=== PROBLEM TO SOLVE ===
Copy out the lines below that hold the word "parameters".

=== INPUT DATA ===
========

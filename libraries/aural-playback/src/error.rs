//! Error types for playback control

use aural_core::AuralError;
use std::path::PathBuf;
use thiserror::Error;

/// Playback errors
#[derive(Debug, Error)]
pub enum PlaybackError {
    /// The requested track's file is missing or unreadable
    #[error("Track not readable: {}: {reason}", path.display())]
    TrackNotReadable { path: PathBuf, reason: String },

    /// No track is active
    #[error("No track loaded")]
    NoTrackLoaded,

    /// Request parameters violate their invariants
    #[error("Invalid playback parameters: {0}")]
    InvalidParams(String),

    /// The transport refused a command
    #[error("Transport error: {0}")]
    Transport(String),

    /// Transcoding could not produce a playable file
    #[error("Transcoding failed: {0}")]
    Transcoding(String),

    /// Core error
    #[error(transparent)]
    Core(#[from] AuralError),

    /// IO error
    #[error("IO error: {0}")]
    Io(#[from] std::io::Error),
}

impl PlaybackError {
    pub fn not_readable(path: impl Into<PathBuf>, reason: impl Into<String>) -> Self {
        Self::TrackNotReadable {
            path: path.into(),
            reason: reason.into(),
        }
    }
}

/// Result type for playback operations
pub type Result<T> = std::result::Result<T, PlaybackError>;
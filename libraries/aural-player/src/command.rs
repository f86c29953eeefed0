//! Messages exchanged with the control thread

use aural_core::{PlaybackState, TrackId};
use aural_importer::{AutoplayOptions, TrackAddEvent};
use aural_playback::{PlaybackNotification, PlaybackPreferences, SessionId, UserInputMode};
use crossbeam_channel::Sender;
use std::path::PathBuf;

/// Commands sent to the control thread
#[derive(Debug, Clone)]
pub enum PlayerCommand {
    /// Play the playlist track at an index
    PlayIndex(usize),

    /// Start from the sequencer's first track
    Begin,

    TogglePlayPause,
    Pause,
    Resume,
    Stop,
    Next,
    Previous,

    /// Restart the current track
    Replay,

    /// Seek to an absolute position (in seconds)
    SeekTo(f64),

    /// Seek to a percentage of the track (0-100)
    SeekToPercentage(f64),

    SeekForward(UserInputMode),
    SeekBackward(UserInputMode),
    SeekForwardSecondary,
    SeekBackwardSecondary,

    PlayChapter(usize),
    NextChapter,
    PreviousChapter,
    ReplayChapter,
    ToggleLoop,
    ToggleChapterLoop,

    /// Run the track-add pipeline on a worker thread
    AddFiles {
        paths: Vec<PathBuf>,
        options: AutoplayOptions,
    },

    /// Remove playlist tracks by index
    RemoveTracks(Vec<usize>),

    ClearPlaylist,

    SaveProfile,
    DeleteProfile,

    SetPreferences(PlaybackPreferences),

    /// Reply with a status snapshot
    Status(Sender<PlayerStatus>),

    /// Save state and exit the control loop
    Shutdown,
}

/// Everything published by the player, in order per source
#[derive(Debug, Clone, PartialEq)]
pub enum PlayerNotification {
    Playback(PlaybackNotification),
    Import(TrackAddEvent),
}

/// Point-in-time view of the player
#[derive(Debug, Clone, PartialEq)]
pub struct PlayerStatus {
    pub state: PlaybackState,

    /// The playing, waiting or transcoding track
    pub track: Option<TrackId>,

    pub session: Option<SessionId>,

    /// Seconds into the playing track
    pub position: f64,

    pub playlist_len: usize,
}
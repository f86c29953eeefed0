//! In-memory playlist
//!
//! [`FlatPlaylist`] keeps tracks in insertion order and gaps in a side table
//! keyed by track identity.

use crate::{
    traits::{Playlist, TrackAddResult},
    types::{GapPersistence, GapPosition, PlaybackGap, Track, TrackId},
};
use std::collections::{HashMap, HashSet};
use std::path::{Path, PathBuf};
use std::sync::Arc;

#[derive(Debug, Clone, Default)]
struct TrackGaps {
    before: Option<PlaybackGap>,
    after: Option<PlaybackGap>,
}

impl TrackGaps {
    fn slot(&mut self, position: GapPosition) -> &mut Option<PlaybackGap> {
        match position {
            GapPosition::BeforeTrack => &mut self.before,
            GapPosition::AfterTrack => &mut self.after,
        }
    }

    fn is_empty(&self) -> bool {
        self.before.is_none() && self.after.is_none()
    }
}

/// Ordered, duplicate-free list of tracks
#[derive(Debug, Default)]
pub struct FlatPlaylist {
    tracks: Vec<Arc<Track>>,
    paths: HashSet<PathBuf>,
    gaps: HashMap<TrackId, TrackGaps>,
}

impl FlatPlaylist {
    /// Create an empty playlist
    pub fn new() -> Self {
        Self::default()
    }

    /// Create a playlist from `tracks`, dropping duplicates
    pub fn from_tracks(tracks: impl IntoIterator<Item = Track>) -> Self {
        let mut playlist = Self::new();
        for track in tracks {
            playlist.add_track(track);
        }
        playlist
    }

    /// All tracks in order
    pub fn tracks(&self) -> &[Arc<Track>] {
        &self.tracks
    }

    fn contains_id(&self, id: &TrackId) -> bool {
        self.tracks.iter().any(|t| &t.id == id)
    }
}

impl Playlist for FlatPlaylist {
    fn size(&self) -> usize {
        self.tracks.len()
    }

    fn track_at(&self, index: usize) -> Option<Arc<Track>> {
        self.tracks.get(index).cloned()
    }

    fn index_of(&self, track: &Track) -> Option<usize> {
        self.tracks.iter().position(|t| t.id == track.id)
    }

    fn has_track(&self, path: &Path) -> bool {
        self.paths.contains(path)
    }

    fn find_by_path(&self, path: &Path) -> Option<Arc<Track>> {
        if !self.paths.contains(path) {
            return None;
        }
        self.tracks.iter().find(|t| t.is_at(path)).cloned()
    }

    fn add_track(&mut self, track: Track) -> Option<TrackAddResult> {
        if !self.paths.insert(track.file_path.clone()) {
            return None;
        }
        let track = Arc::new(track);
        self.tracks.push(Arc::clone(&track));
        Some(TrackAddResult {
            track,
            index: self.tracks.len() - 1,
        })
    }

    fn remove_tracks(&mut self, indices: &[usize]) -> Vec<Arc<Track>> {
        let mut sorted: Vec<usize> = indices
            .iter()
            .copied()
            .filter(|&i| i < self.tracks.len())
            .collect();
        sorted.sort_unstable();
        sorted.dedup();

        let mut removed = Vec::with_capacity(sorted.len());
        for index in sorted.into_iter().rev() {
            let track = self.tracks.remove(index);
            self.paths.remove(&track.file_path);
            self.gaps.remove(&track.id);
            removed.push(track);
        }
        removed.reverse();
        removed
    }

    fn clear(&mut self) {
        self.tracks.clear();
        self.paths.clear();
        self.gaps.clear();
    }

    fn gap_before_track(&self, track: &Track) -> Option<PlaybackGap> {
        self.gaps.get(&track.id).and_then(|g| g.before)
    }

    fn gap_after_track(&self, track: &Track) -> Option<PlaybackGap> {
        self.gaps.get(&track.id).and_then(|g| g.after)
    }

    fn set_gap(&mut self, track: &Track, gap: PlaybackGap) -> bool {
        if !self.contains_id(&track.id) {
            return false;
        }
        *self
            .gaps
            .entry(track.id.clone())
            .or_default()
            .slot(gap.position) = Some(gap);
        true
    }

    fn remove_gap(&mut self, track: &Track, position: GapPosition) -> Option<PlaybackGap> {
        let gaps = self.gaps.get_mut(&track.id)?;
        let removed = gaps.slot(position).take();
        if gaps.is_empty() {
            self.gaps.remove(&track.id);
        }
        removed
    }

    fn drop_session_gaps(&mut self) {
        for gaps in self.gaps.values_mut() {
            for slot in [&mut gaps.before, &mut gaps.after] {
                if slot.is_some_and(|gap| gap.persistence == GapPersistence::TillAppExits) {
                    *slot = None;
                }
            }
        }
        self.gaps.retain(|_, gaps| !gaps.is_empty());
    }
}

========

=== RESPONSE TO THE EXERCISE ===
    /// Request parameters violate their invariants
    #[error("Invalid playback parameters: {0}")]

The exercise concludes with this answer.